// SPDX-FileCopyrightText: 2025 Stanislaw Grams <stanislawgrams@gmail.com>
//
// SPDX-License-Identifier: BSD-2-Clause

pub mod angle;
pub mod decorator;
pub mod rotator;

pub type DynResult<T> = Result<T, Box<dyn std::error::Error + Send + Sync>>;

pub use angle::normalize;
pub use decorator::offset::Offset;
pub use decorator::transform::Transformer;
pub use rotator::error::RotatorError;
pub use rotator::status::{CommandMode, RotatorStatus};
pub use rotator::{Rotator, StatusCallback};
----------
Each line from the top of the records down to the one with "pub use decorator::offset::Offset;" must be retyped exactly; include both ends and nothing else.

Task answer:
// SPDX-FileCopyrightText: 2025 Stanislaw Grams <stanislawgrams@gmail.com>
//
// SPDX-License-Identifier: BSD-2-Clause

pub mod angle;
pub mod decorator;
pub mod rotator;

pub type DynResult<T> = Result<T, Box<dyn std::error::Error + Send + Sync>>;

pub use angle::normalize;
pub use decorator::offset::Offset;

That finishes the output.